### Action item
In the records below, find the line that contains "pub mod ingest;" and the line that contains "<output.(svg|png)> [--cell-px 40]", then retype exactly those two lines and every line between them.

### Records provided
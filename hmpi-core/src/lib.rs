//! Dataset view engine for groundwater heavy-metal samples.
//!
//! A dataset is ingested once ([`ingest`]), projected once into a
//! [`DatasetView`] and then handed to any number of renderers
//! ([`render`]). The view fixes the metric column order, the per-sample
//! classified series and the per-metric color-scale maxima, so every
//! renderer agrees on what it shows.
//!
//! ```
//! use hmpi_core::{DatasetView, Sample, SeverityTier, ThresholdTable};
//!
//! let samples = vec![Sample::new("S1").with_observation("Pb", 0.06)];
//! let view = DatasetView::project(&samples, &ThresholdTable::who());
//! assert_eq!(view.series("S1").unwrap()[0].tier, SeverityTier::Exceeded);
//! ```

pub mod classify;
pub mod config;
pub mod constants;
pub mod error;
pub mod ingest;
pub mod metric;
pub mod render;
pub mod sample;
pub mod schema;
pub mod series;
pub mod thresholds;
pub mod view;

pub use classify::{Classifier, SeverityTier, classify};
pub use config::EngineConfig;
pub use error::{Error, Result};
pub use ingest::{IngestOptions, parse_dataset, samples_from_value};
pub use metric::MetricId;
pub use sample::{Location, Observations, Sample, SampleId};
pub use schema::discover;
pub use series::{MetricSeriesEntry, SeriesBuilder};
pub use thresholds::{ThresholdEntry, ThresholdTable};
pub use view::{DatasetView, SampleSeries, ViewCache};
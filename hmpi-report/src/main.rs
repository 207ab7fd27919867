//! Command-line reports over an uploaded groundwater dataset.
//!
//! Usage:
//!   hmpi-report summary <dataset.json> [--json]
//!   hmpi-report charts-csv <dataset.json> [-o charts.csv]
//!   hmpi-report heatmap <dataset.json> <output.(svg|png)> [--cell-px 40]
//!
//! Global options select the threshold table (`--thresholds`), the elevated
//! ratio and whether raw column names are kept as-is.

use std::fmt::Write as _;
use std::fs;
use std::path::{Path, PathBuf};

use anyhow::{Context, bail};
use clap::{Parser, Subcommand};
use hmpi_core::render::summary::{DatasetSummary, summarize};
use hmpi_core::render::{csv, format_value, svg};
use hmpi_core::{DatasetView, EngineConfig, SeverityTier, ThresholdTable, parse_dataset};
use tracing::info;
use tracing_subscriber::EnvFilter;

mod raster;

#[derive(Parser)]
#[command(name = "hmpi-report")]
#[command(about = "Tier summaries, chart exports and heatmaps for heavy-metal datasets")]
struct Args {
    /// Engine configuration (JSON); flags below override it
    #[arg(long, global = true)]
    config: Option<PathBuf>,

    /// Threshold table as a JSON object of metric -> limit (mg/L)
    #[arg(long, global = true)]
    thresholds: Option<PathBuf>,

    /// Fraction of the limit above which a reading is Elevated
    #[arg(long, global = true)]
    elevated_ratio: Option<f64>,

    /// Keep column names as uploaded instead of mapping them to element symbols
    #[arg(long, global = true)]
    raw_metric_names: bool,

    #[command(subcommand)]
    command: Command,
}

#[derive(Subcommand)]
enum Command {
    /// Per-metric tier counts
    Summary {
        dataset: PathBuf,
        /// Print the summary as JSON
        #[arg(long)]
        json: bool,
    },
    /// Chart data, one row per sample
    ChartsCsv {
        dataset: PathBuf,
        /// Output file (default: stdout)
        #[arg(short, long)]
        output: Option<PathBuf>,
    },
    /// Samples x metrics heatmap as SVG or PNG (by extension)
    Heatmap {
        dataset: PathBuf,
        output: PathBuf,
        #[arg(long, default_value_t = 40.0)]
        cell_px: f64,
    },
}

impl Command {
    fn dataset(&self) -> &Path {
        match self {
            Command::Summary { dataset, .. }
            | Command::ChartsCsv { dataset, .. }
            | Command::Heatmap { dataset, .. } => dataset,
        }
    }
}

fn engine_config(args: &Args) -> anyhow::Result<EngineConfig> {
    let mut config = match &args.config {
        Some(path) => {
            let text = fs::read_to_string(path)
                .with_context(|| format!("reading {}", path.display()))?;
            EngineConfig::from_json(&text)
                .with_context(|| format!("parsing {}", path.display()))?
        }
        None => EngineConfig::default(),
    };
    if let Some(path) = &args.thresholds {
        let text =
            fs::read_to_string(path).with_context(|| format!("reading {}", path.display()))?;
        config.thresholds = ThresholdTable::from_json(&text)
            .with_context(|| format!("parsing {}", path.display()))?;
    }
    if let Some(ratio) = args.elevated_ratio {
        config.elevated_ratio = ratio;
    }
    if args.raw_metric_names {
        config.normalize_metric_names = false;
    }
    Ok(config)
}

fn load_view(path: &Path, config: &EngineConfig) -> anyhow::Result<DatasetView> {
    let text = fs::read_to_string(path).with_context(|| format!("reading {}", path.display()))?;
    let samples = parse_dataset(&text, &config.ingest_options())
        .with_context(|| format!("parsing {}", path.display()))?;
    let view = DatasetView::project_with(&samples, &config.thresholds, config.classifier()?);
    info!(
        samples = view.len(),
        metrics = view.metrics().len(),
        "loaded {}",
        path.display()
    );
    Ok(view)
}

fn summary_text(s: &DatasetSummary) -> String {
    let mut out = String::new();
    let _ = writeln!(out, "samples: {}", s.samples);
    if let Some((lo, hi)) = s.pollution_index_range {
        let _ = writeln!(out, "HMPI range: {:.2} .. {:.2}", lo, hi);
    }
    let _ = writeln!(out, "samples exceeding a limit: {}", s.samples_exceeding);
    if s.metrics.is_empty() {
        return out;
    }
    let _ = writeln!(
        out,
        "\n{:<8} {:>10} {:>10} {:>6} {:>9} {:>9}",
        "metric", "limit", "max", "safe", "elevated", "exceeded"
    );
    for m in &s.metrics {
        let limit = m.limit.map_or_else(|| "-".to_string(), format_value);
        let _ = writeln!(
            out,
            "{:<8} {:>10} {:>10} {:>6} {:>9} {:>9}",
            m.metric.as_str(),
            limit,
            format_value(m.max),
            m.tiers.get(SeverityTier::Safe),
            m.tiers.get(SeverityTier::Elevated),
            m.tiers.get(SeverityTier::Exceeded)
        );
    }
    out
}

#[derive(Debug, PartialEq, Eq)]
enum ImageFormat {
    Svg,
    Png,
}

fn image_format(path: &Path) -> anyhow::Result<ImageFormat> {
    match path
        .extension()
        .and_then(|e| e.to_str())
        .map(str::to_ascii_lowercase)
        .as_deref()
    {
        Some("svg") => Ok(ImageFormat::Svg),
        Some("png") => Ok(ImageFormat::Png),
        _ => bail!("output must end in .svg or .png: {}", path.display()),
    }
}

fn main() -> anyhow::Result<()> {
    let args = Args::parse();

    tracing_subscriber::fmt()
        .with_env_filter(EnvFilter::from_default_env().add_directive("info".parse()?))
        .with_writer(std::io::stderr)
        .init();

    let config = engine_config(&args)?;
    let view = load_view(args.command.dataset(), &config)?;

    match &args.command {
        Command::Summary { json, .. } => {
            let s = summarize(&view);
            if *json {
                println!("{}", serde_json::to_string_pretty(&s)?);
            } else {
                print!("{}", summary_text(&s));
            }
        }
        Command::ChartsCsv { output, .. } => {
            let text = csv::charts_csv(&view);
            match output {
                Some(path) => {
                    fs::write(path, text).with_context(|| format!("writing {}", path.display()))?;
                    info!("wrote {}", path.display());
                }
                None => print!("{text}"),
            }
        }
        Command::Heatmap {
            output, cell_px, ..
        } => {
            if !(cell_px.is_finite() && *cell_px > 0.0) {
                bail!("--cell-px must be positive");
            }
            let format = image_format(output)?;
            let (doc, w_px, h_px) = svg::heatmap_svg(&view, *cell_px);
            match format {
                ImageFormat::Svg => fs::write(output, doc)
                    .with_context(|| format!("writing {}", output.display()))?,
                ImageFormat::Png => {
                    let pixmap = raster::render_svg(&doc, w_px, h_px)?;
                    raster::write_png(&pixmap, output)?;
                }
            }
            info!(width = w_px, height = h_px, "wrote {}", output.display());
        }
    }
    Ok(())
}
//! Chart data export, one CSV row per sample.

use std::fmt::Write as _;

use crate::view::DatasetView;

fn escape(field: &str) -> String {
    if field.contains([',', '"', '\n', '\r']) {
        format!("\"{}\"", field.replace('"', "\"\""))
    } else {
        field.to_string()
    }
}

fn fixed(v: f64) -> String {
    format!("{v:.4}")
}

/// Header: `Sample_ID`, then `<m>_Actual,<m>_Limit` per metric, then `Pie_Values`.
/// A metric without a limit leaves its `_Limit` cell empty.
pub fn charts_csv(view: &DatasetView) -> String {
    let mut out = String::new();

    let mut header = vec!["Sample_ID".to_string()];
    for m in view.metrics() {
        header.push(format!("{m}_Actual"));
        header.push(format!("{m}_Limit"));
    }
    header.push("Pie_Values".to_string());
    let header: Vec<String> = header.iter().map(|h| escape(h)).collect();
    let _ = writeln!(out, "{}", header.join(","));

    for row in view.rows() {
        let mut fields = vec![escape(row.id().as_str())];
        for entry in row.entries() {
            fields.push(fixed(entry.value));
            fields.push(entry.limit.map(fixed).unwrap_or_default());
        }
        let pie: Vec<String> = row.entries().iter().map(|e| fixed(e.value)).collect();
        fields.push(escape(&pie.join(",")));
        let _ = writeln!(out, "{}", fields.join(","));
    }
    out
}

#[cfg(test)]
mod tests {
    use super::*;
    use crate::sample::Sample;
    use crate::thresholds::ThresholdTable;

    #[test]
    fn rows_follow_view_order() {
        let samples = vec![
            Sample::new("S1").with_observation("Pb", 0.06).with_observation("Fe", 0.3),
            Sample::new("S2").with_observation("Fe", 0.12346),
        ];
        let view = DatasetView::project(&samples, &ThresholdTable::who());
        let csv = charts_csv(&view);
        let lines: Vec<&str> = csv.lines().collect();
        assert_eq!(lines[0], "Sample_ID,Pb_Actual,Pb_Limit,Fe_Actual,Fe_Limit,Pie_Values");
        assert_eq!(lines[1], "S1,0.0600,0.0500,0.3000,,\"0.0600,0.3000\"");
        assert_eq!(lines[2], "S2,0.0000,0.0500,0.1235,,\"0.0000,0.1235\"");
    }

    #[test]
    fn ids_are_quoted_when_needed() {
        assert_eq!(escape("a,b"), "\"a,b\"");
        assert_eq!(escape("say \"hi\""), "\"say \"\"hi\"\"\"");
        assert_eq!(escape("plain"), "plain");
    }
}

### Response to this task
pub mod ingest;
pub mod metric;
pub mod render;
pub mod sample;
pub mod schema;
pub mod series;
pub mod thresholds;
pub mod view;

pub use classify::{Classifier, SeverityTier, classify};
pub use config::EngineConfig;
pub use error::{Error, Result};
pub use ingest::{IngestOptions, parse_dataset, samples_from_value};
pub use metric::MetricId;
pub use sample::{Location, Observations, Sample, SampleId};
pub use schema::discover;
pub use series::{MetricSeriesEntry, SeriesBuilder};
pub use thresholds::{ThresholdEntry, ThresholdTable};
pub use view::{DatasetView, SampleSeries, ViewCache};
filename hmpi-report/src/main.rs
repository 207ab7fd27919867
//! Command-line reports over an uploaded groundwater dataset.
//!
//! Usage:
//!   hmpi-report summary <dataset.json> [--json]
//!   hmpi-report charts-csv <dataset.json> [-o charts.csv]
//!   hmpi-report heatmap <dataset.json> <output.(svg|png)> [--cell-px 40]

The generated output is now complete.